Hugh looked at the ceiling, which is crisscrossed with beams, and, to my great consternation, spider webs. I'm vigilant, really I am, but out in the country there's no keeping up with them.

"So?" I said.

"I'm thinking," he told me.

I used to know how many people I'd slept with. After meeting Hugh, though, I took myself off the market and the figure faded from my memory. If I were to slog through all my old diaries I could certainly retrieve it. Twenty eight?

Thirty? Do I include those early gropings? They felt significant at the time, but does it qualify as sex if you never took your clothes off, or actually touched anything with your bare hands? I wanted to ask Hugh, but he was too busy counting. "Thirty two, thirty three..."

I put down my fork. "You're not finished yet?"

"Shhh," he said. "You're making me lose track."

It shouldn't have surprised me. When you look like Hugh, all you have to do is leave the house and people will approach you, especially gay men, the dogs. His handsomeness was never my own personal opinion, rather, like the roundness of the Earth, something society generally agrees upon. Without my face to use as bait, I had to work a lot harder than he did. There are times, I'll admit it, when I had to beg. That said, some of Hugh's earlier choices seemed poorly thought out to me, especially once Aids came along.

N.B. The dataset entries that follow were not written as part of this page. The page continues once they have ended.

pub mod aesthetics;
pub mod chrome;
pub mod drag;
pub mod event;
pub mod filter;
pub mod host;
pub mod model;
pub mod patch;
pub mod plugin;
pub mod reconcile;
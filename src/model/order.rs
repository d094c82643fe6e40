use serde::{Deserialize, Serialize};
use std::collections::BTreeMap;

/// Where an inserted child lands within a folder's order.
#[derive(Debug, Clone, Copy, PartialEq, Eq)]
pub enum InsertAt {
    /// Most-recent-first slot, used for newly created files.
    Start,
    /// Used for files discovered but not yet ordered.
    End,
    Index(usize),
}

/// Canonical per-folder child ordering. Keys are folder paths (`"/"` for the
/// vault root), values are immediate-child base names whose sequence *is* the
/// display order. The single source of truth for ordering — the position
/// index is always re-derived from here.
#[derive(Debug, Clone, Default, PartialEq, Serialize, Deserialize)]
#[serde(transparent)]
pub struct OrderStore {
    records: BTreeMap<String, Vec<String>>,
}

impl OrderStore {
    /// Stored order for a folder, empty if none was ever recorded.
    pub fn get(&self, folder: &str) -> &[String] {
        self.records.get(folder).map(Vec::as_slice).unwrap_or_default()
    }

    pub fn has(&self, folder: &str) -> bool {
        self.records.contains_key(folder)
    }

    pub fn folders(&self) -> impl Iterator<Item = &str> {
        self.records.keys().map(String::as_str)
    }

    /// Wholesale replacement, used when capturing the live tree order after a
    /// drag. An empty order drops the record entirely.
    pub fn set(&mut self, folder: &str, order: Vec<String>) {
        if order.is_empty() {
            self.records.remove(folder);
        } else {
            self.records.insert(folder.to_string(), order);
        }
    }

    /// Inserts a name, removing any prior occurrence first, so moving a name
    /// within its own list is a single idempotent call.
    pub fn insert(&mut self, folder: &str, name: &str, at: InsertAt) {
        let record = self.records.entry(folder.to_string()).or_default();
        record.retain(|n| n != name);
        let index = match at {
            InsertAt::Start => 0,
            InsertAt::End => record.len(),
            InsertAt::Index(i) => i.min(record.len()),
        };
        record.insert(index, name.to_string());
    }

    /// No-op if the name is absent.
    pub fn remove(&mut self, folder: &str, name: &str) {
        if let Some(record) = self.records.get_mut(folder) {
            record.retain(|n| n != name);
            if record.is_empty() {
                self.records.remove(folder);
            }
        }
    }

    /// In-place substitution preserving position. If `old` is absent the new
    /// name is appended instead.
    pub fn rename(&mut self, folder: &str, old: &str, new: &str) {
        if old == new {
            return;
        }
        let record = self.records.entry(folder.to_string()).or_default();
        let Some(mut at) = record.iter().position(|n| n == old) else {
            self.insert(folder, new, InsertAt::End);
            return;
        };
        // A record can already hold the new name from an earlier event;
        // drop it first to keep the no-duplicates invariant.
        if let Some(dup) = record.iter().position(|n| n == new) {
            record.remove(dup);
            if dup < at {
                at -= 1;
            }
        }
        record[at] = new.to_string();
    }

    /// Prunes names no longer present in the live tree and appends live
    /// children the record does not know about yet, in their live relative
    /// order. Folders with no record stay unordered. Returns whether the
    /// record changed.
    pub fn align(&mut self, folder: &str, live: &[String]) -> bool {
        let Some(record) = self.records.get_mut(folder) else {
            return false;
        };
        let before = record.clone();
        record.retain(|n| live.contains(n));
        for name in live {
            if !record.contains(name) {
                record.push(name.clone());
            }
        }
        let changed = *record != before;
        if record.is_empty() {
            self.records.remove(folder);
        }
        changed
    }

    /// Re-keys a folder's record, descendants included, after the folder
    /// itself moved. Keys are compared whole-segment, so `notes` never
    /// drags `notes2` along.
    pub fn rekey_subtree(&mut self, from: &str, to: &str) {
        if from == to {
            return;
        }
        let prefix = format!("{from}/");
        let moved: Vec<String> = self
            .records
            .keys()
            .filter(|k| *k == from || k.starts_with(&prefix))
            .cloned()
            .collect();
        for key in moved {
            if let Some(order) = self.records.remove(&key) {
                self.records.insert(format!("{to}{}", &key[from.len()..]), order);
            }
        }
    }

    /// Drops the record of a deleted folder along with everything under it.
    pub fn remove_subtree(&mut self, folder: &str) {
        let prefix = format!("{folder}/");
        self.records
            .retain(|k, _| k != folder && !k.starts_with(&prefix));
    }

    /// Snapshot/restore pair used to roll a folder back after a failed move.
    pub fn snapshot(&self, folder: &str) -> Option<Vec<String>> {
        self.records.get(folder).cloned()
    }

    pub fn restore(&mut self, folder: &str, snapshot: Option<Vec<String>>) {
        match snapshot {
            Some(order) => {
                self.records.insert(folder.to_string(), order);
            }
            None => {
                self.records.remove(folder);
            }
        }
    }
}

"Thirty five... thirty six."

Every man ticked off on his fingers was someone I'd been compared to at one point or another, not overtly – he's anything but cruel – but surely it happened. Someone kissed better than me. Someone had more stamina, a more seductive voice. I'm confident enough to compete against a dozen of his exes, but he was moving on to the population of a small town.

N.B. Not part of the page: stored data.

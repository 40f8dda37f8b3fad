//! CMS enveloped-data unwrap for `CiphertextForRecipient` blobs.
//!
//! KMS wraps the recipient-encrypted payload as ASN.1 enveloped-data with one
//! RSA-OAEP-SHA256 key-transport recipient and AES-256-CBC content
//! encryption. The framing KMS emits uses BER indefinite lengths, which the
//! strict DER decoders reject, so the walker here accepts both definite and
//! indefinite lengths and locates the matching end-of-contents markers
//! structurally.
//!
//! Nothing in this module ever puts key or plaintext material into an error.

use aes::cipher::block_padding::Pkcs7;
use aes::cipher::{BlockDecryptMut, KeyIvInit};
use der::asn1::ObjectIdentifier;
use rsa::{Oaep, RsaPrivateKey};
use sha2::Sha256;
use thiserror::Error;
use zeroize::Zeroizing;

type Aes256CbcDec = cbc::Decryptor<aes::Aes256>;

pub const OID_ENVELOPED_DATA: ObjectIdentifier =
    ObjectIdentifier::new_unwrap("1.2.840.113549.1.7.3");
pub const OID_DATA: ObjectIdentifier = ObjectIdentifier::new_unwrap("1.2.840.113549.1.7.1");
pub const OID_RSAES_OAEP: ObjectIdentifier = ObjectIdentifier::new_unwrap("1.2.840.113549.1.1.7");
pub const OID_AES256_CBC: ObjectIdentifier =
    ObjectIdentifier::new_unwrap("2.16.840.1.101.3.4.1.42");

const TAG_INTEGER: u8 = 0x02;
const TAG_OCTET_STRING: u8 = 0x04;
const TAG_OID: u8 = 0x06;
const TAG_SEQUENCE: u8 = 0x30;
const TAG_SET: u8 = 0x31;
const TAG_CTX0_PRIMITIVE: u8 = 0x80;
const TAG_CTX0_CONSTRUCTED: u8 = 0xa0;

#[derive(Debug, Error)]
pub enum EnvelopeError {
    #[error("malformed envelope: {0}")]
    Decode(&'static str),
    #[error("unsupported envelope algorithm")]
    UnsupportedAlgorithm,
    #[error("envelope decryption failed")]
    Decrypt,
}

/// One tag-length-value unit. For indefinite-length values `content` spans
/// everything up to (but not including) the end-of-contents marker.
struct Tlv<'a> {
    tag: u8,
    content: &'a [u8],
}

fn read_tlv<'a>(data: &'a [u8], pos: &mut usize) -> Result<Tlv<'a>, EnvelopeError> {
    let tag = *data.get(*pos).ok_or(EnvelopeError::Decode("truncated tag"))?;
    *pos += 1;
    let first = *data
        .get(*pos)
        .ok_or(EnvelopeError::Decode("truncated length"))?;
    *pos += 1;

    if first == 0x80 {
        // Indefinite length: walk child TLVs until the EOC at this level.
        if tag & 0x20 == 0 {
            return Err(EnvelopeError::Decode("indefinite length on primitive"));
        }
        let start = *pos;
        loop {
            let next = data
                .get(*pos..*pos + 2)
                .ok_or(EnvelopeError::Decode("unterminated indefinite value"))?;
            if next == [0x00, 0x00] {
                let content = &data[start..*pos];
                *pos += 2;
                return Ok(Tlv { tag, content });
            }
            read_tlv(data, pos)?;
        }
    }

    let len = if first & 0x80 == 0 {
        first as usize
    } else {
        let n = (first & 0x7f) as usize;
        if n == 0 || n > 4 {
            return Err(EnvelopeError::Decode("unsupported length encoding"));
        }
        let bytes = data
            .get(*pos..*pos + n)
            .ok_or(EnvelopeError::Decode("truncated length"))?;
        *pos += n;
        bytes.iter().fold(0usize, |acc, b| (acc << 8) | *b as usize)
    };

    let content = data
        .get(*pos..*pos + len)
        .ok_or(EnvelopeError::Decode("truncated value"))?;
    *pos += len;
    Ok(Tlv { tag, content })
}

fn expect_tag<'a>(
    data: &'a [u8],
    pos: &mut usize,
    tag: u8,
    what: &'static str,
) -> Result<&'a [u8], EnvelopeError> {
    let tlv = read_tlv(data, pos)?;
    if tlv.tag != tag {
        return Err(EnvelopeError::Decode(what));
    }
    Ok(tlv.content)
}

fn expect_oid(
    data: &[u8],
    pos: &mut usize,
    oid: ObjectIdentifier,
    what: &'static str,
) -> Result<(), EnvelopeError> {
    let content = expect_tag(data, pos, TAG_OID, what)?;
    if content != oid.as_bytes() {
        return Err(EnvelopeError::Decode(what));
    }
    Ok(())
}

struct Envelope<'a> {
    encrypted_key: &'a [u8],
    iv: &'a [u8],
    ciphertext: Vec<u8>,
}

fn parse(data: &[u8]) -> Result<Envelope<'_>, EnvelopeError> {
    let mut pos = 0;
    let content_info = expect_tag(data, &mut pos, TAG_SEQUENCE, "ContentInfo")?;

    let mut pos = 0;
    expect_oid(
        content_info,
        &mut pos,
        OID_ENVELOPED_DATA,
        "enveloped-data content type",
    )?;
    let wrapped = expect_tag(
        content_info,
        &mut pos,
        TAG_CTX0_CONSTRUCTED,
        "ContentInfo content",
    )?;

    let mut pos = 0;
    let enveloped = expect_tag(wrapped, &mut pos, TAG_SEQUENCE, "EnvelopedData")?;

    let mut pos = 0;
    expect_tag(enveloped, &mut pos, TAG_INTEGER, "EnvelopedData version")?;
    let recipients = expect_tag(enveloped, &mut pos, TAG_SET, "recipientInfos")?;

    // One KeyTransRecipientInfo; extra recipients are ignored.
    let mut rpos = 0;
    let ktri = expect_tag(recipients, &mut rpos, TAG_SEQUENCE, "KeyTransRecipientInfo")?;
    let mut kpos = 0;
    expect_tag(ktri, &mut kpos, TAG_INTEGER, "recipient version")?;
    // RecipientIdentifier: IssuerAndSerialNumber or [0] SubjectKeyIdentifier;
    // either way it does not select anything here.
    read_tlv(ktri, &mut kpos)?;
    let key_alg = expect_tag(ktri, &mut kpos, TAG_SEQUENCE, "keyEncryptionAlgorithm")?;
    let mut apos = 0;
    let alg_oid = expect_tag(key_alg, &mut apos, TAG_OID, "key algorithm oid")?;
    if alg_oid != OID_RSAES_OAEP.as_bytes() {
        return Err(EnvelopeError::UnsupportedAlgorithm);
    }
    let encrypted_key = expect_tag(ktri, &mut kpos, TAG_OCTET_STRING, "encryptedKey")?;

    let eci = expect_tag(enveloped, &mut pos, TAG_SEQUENCE, "EncryptedContentInfo")?;
    let mut epos = 0;
    expect_oid(eci, &mut epos, OID_DATA, "content type")?;
    let content_alg = expect_tag(eci, &mut epos, TAG_SEQUENCE, "contentEncryptionAlgorithm")?;
    let mut apos = 0;
    let alg_oid = expect_tag(content_alg, &mut apos, TAG_OID, "content algorithm oid")?;
    if alg_oid != OID_AES256_CBC.as_bytes() {
        return Err(EnvelopeError::UnsupportedAlgorithm);
    }
    let iv = expect_tag(content_alg, &mut apos, TAG_OCTET_STRING, "cbc iv")?;
    if iv.len() != 16 {
        return Err(EnvelopeError::Decode("cbc iv"));
    }

    // [0] IMPLICIT encryptedContent: either a primitive span or a
    // constructed series of OCTET STRING chunks.
    let content = read_tlv(eci, &mut epos)?;
    let ciphertext = match content.tag {
        TAG_CTX0_PRIMITIVE => content.content.to_vec(),
        TAG_CTX0_CONSTRUCTED => {
            let mut chunks = Vec::new();
            let mut cpos = 0;
            while cpos < content.content.len() {
                let chunk =
                    expect_tag(content.content, &mut cpos, TAG_OCTET_STRING, "content chunk")?;
                chunks.extend_from_slice(chunk);
            }
            chunks
        }
        _ => return Err(EnvelopeError::Decode("encryptedContent")),
    };

    Ok(Envelope {
        encrypted_key,
        iv,
        ciphertext,
    })
}

/// Unwrap one enveloped-data blob: RSA-OAEP-SHA256 the content key with
/// `private_key`, then AES-256-CBC decrypt the payload and strip PKCS#7
/// padding.
pub fn unwrap_enveloped_data(
    data: &[u8],
    private_key: &RsaPrivateKey,
) -> Result<Vec<u8>, EnvelopeError> {
    let envelope = parse(data)?;

    let cek = Zeroizing::new(
        private_key
            .decrypt(Oaep::new::<Sha256>(), envelope.encrypted_key)
            .map_err(|_| EnvelopeError::Decrypt)?,
    );
    if cek.len() != 32 {
        return Err(EnvelopeError::Decrypt);
    }

    Aes256CbcDec::new_from_slices(&cek, envelope.iv)
        .map_err(|_| EnvelopeError::Decrypt)?
        .decrypt_padded_vec_mut::<Pkcs7>(&envelope.ciphertext)
        .map_err(|_| EnvelopeError::Decrypt)
}

/// Test-support encoder producing the blobs KMS would return. Lives here so
/// both the unit tests and the stubbed-upstream integration tests can build
/// recipient ciphertexts.
pub mod testenc {
    use super::*;
    use aes::cipher::BlockEncryptMut;
    use rsa::RsaPublicKey;

    type Aes256CbcEnc = cbc::Encryptor<aes::Aes256>;

    /// Outer framing of the produced blob.
    #[derive(Debug, Clone, Copy, PartialEq, Eq)]
    pub enum Framing {
        /// Definite lengths throughout.
        Der,
        /// Indefinite lengths on the constructed nodes, the way KMS encodes.
        IndefiniteBer,
    }

    fn definite(tag: u8, content: &[u8]) -> Vec<u8> {
        let mut out = vec![tag];
        let len = content.len();
        if len < 0x80 {
            out.push(len as u8);
        } else {
            let bytes = len.to_be_bytes();
            let skip = bytes.iter().take_while(|b| **b == 0).count();
            out.push(0x80 | (bytes.len() - skip) as u8);
            out.extend_from_slice(&bytes[skip..]);
        }
        out.extend_from_slice(content);
        out
    }

    fn indefinite(tag: u8, content: &[u8]) -> Vec<u8> {
        let mut out = vec![tag, 0x80];
        out.extend_from_slice(content);
        out.extend_from_slice(&[0x00, 0x00]);
        out
    }

    fn constructed(framing: Framing, tag: u8, content: &[u8]) -> Vec<u8> {
        match framing {
            Framing::Der => definite(tag, content),
            Framing::IndefiniteBer => indefinite(tag, content),
        }
    }

    fn oid(value: ObjectIdentifier) -> Vec<u8> {
        definite(TAG_OID, value.as_bytes())
    }

    /// Encrypt `plaintext` under a fresh CBC pass with `cek`/`iv`, wrap `cek`
    /// to `recipient`, and emit the enveloped-data blob.
    pub fn encode_enveloped_data(
        recipient: &RsaPublicKey,
        cek: &[u8; 32],
        iv: &[u8; 16],
        plaintext: &[u8],
        framing: Framing,
    ) -> Vec<u8> {
        let ciphertext = Aes256CbcEnc::new(cek.into(), iv.into())
            .encrypt_padded_vec_mut::<Pkcs7>(plaintext);

        let mut rng = rsa::rand_core::OsRng;
        let encrypted_key = recipient
            .encrypt(&mut rng, Oaep::new::<Sha256>(), cek)
            .expect("RSA-OAEP wrap");

        // KeyTransRecipientInfo with a [0] SubjectKeyIdentifier rid.
        let mut ktri = Vec::new();
        ktri.extend_from_slice(&definite(TAG_INTEGER, &[2]));
        ktri.extend_from_slice(&definite(TAG_CTX0_PRIMITIVE, &[0u8; 20]));
        let mut key_alg = oid(OID_RSAES_OAEP);
        key_alg.extend_from_slice(&definite(TAG_SEQUENCE, &[]));
        ktri.extend_from_slice(&definite(TAG_SEQUENCE, &key_alg));
        ktri.extend_from_slice(&definite(TAG_OCTET_STRING, &encrypted_key));
        let recipients = definite(TAG_SET, &definite(TAG_SEQUENCE, &ktri));

        let mut content_alg = oid(OID_AES256_CBC);
        content_alg.extend_from_slice(&definite(TAG_OCTET_STRING, iv));
        let mut eci = oid(OID_DATA);
        eci.extend_from_slice(&definite(TAG_SEQUENCE, &content_alg));
        match framing {
            Framing::Der => {
                eci.extend_from_slice(&definite(TAG_CTX0_PRIMITIVE, &ciphertext));
            }
            Framing::IndefiniteBer => {
                // Constructed, chunked OCTET STRINGs.
                let chunk = definite(TAG_OCTET_STRING, &ciphertext);
                eci.extend_from_slice(&indefinite(TAG_CTX0_CONSTRUCTED, &chunk));
            }
        }

        let mut enveloped = definite(TAG_INTEGER, &[2]);
        enveloped.extend_from_slice(&recipients);
        enveloped.extend_from_slice(&constructed(framing, TAG_SEQUENCE, &eci));

        let mut content_info = oid(OID_ENVELOPED_DATA);
        content_info.extend_from_slice(&constructed(
            framing,
            TAG_CTX0_CONSTRUCTED,
            &constructed(framing, TAG_SEQUENCE, &enveloped),
        ));
        constructed(framing, TAG_SEQUENCE, &content_info)
    }
}

#[cfg(test)]
mod tests {
    use super::testenc::{encode_enveloped_data, Framing};
    use super::*;
    use rand::RngCore;
    use rsa::{RsaPrivateKey, RsaPublicKey};

    fn keypair() -> (RsaPrivateKey, RsaPublicKey) {
        let private = RsaPrivateKey::new(&mut rsa::rand_core::OsRng, 2048).unwrap();
        let public = RsaPublicKey::from(&private);
        (private, public)
    }

    #[test]
    fn roundtrip_der_and_ber() {
        let (private, public) = keypair();
        let mut cek = [0u8; 32];
        let mut iv = [0u8; 16];
        rand::thread_rng().fill_bytes(&mut cek);
        rand::thread_rng().fill_bytes(&mut iv);

        for framing in [Framing::Der, Framing::IndefiniteBer] {
            for len in [16usize, 32, 256, 4096] {
                let mut plaintext = vec![0u8; len];
                rand::thread_rng().fill_bytes(&mut plaintext);
                let blob = encode_enveloped_data(&public, &cek, &iv, &plaintext, framing);
                let out = unwrap_enveloped_data(&blob, &private).unwrap();
                assert_eq!(out, plaintext, "{framing:?} len {len}");
            }
        }
    }

    #[test]
    fn wrong_key_fails_without_leaking() {
        let (_, public) = keypair();
        let (other_private, _) = keypair();
        let blob = encode_enveloped_data(&public, &[7u8; 32], &[9u8; 16], b"sixteen byte msg", Framing::Der);
        let err = unwrap_enveloped_data(&blob, &other_private).unwrap_err();
        assert!(matches!(err, EnvelopeError::Decrypt));
        assert!(!format!("{err}").contains("sixteen"));
    }

    #[test]
    fn garbage_is_a_decode_error() {
        let (private, _) = keypair();
        assert!(matches!(
            unwrap_enveloped_data(b"not asn1", &private),
            Err(EnvelopeError::Decode(_))
        ));
        assert!(matches!(
            unwrap_enveloped_data(&[0x30, 0x80, 0x06], &private),
            Err(EnvelopeError::Decode(_))
        ));
    }

    #[test]
    fn non_oaep_recipient_is_unsupported() {
        let (private, public) = keypair();
        let mut blob = encode_enveloped_data(&public, &[1u8; 32], &[2u8; 16], &[0u8; 16], Framing::Der);
        // Swap the RSAES-OAEP oid (…01.01.07) for rsaEncryption (…01.01.01).
        let oaep = OID_RSAES_OAEP.as_bytes();
        let at = blob
            .windows(oaep.len())
            .position(|w| w == oaep)
            .unwrap();
        blob[at + oaep.len() - 1] = 0x01;
        assert!(matches!(
            unwrap_enveloped_data(&blob, &private),
            Err(EnvelopeError::UnsupportedAlgorithm)
        ));
    }
}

"Thirty eight, thirty nine…"

By what miracle had neither of us contracted Aids? How had we gotten away? I don't just mean later, when people knew to be safe, but back in the days when it didn't have a name and no one understood how it spread. One of the men Hugh had lived with – a professor he had in his first year of college – had died of it in the late 80s, and surely there were others, on both my side and his. Yet for some reason we'd escaped, had prospered, even. Now, here we were, the shadows lengthening, our spaghetti growing cold as he hit the half-hundred mark, then blithely sailed beyond it.

Whore.

• Do you have one that got away? Send your story of lost love to mind@theguardian.com and we'll publish the best.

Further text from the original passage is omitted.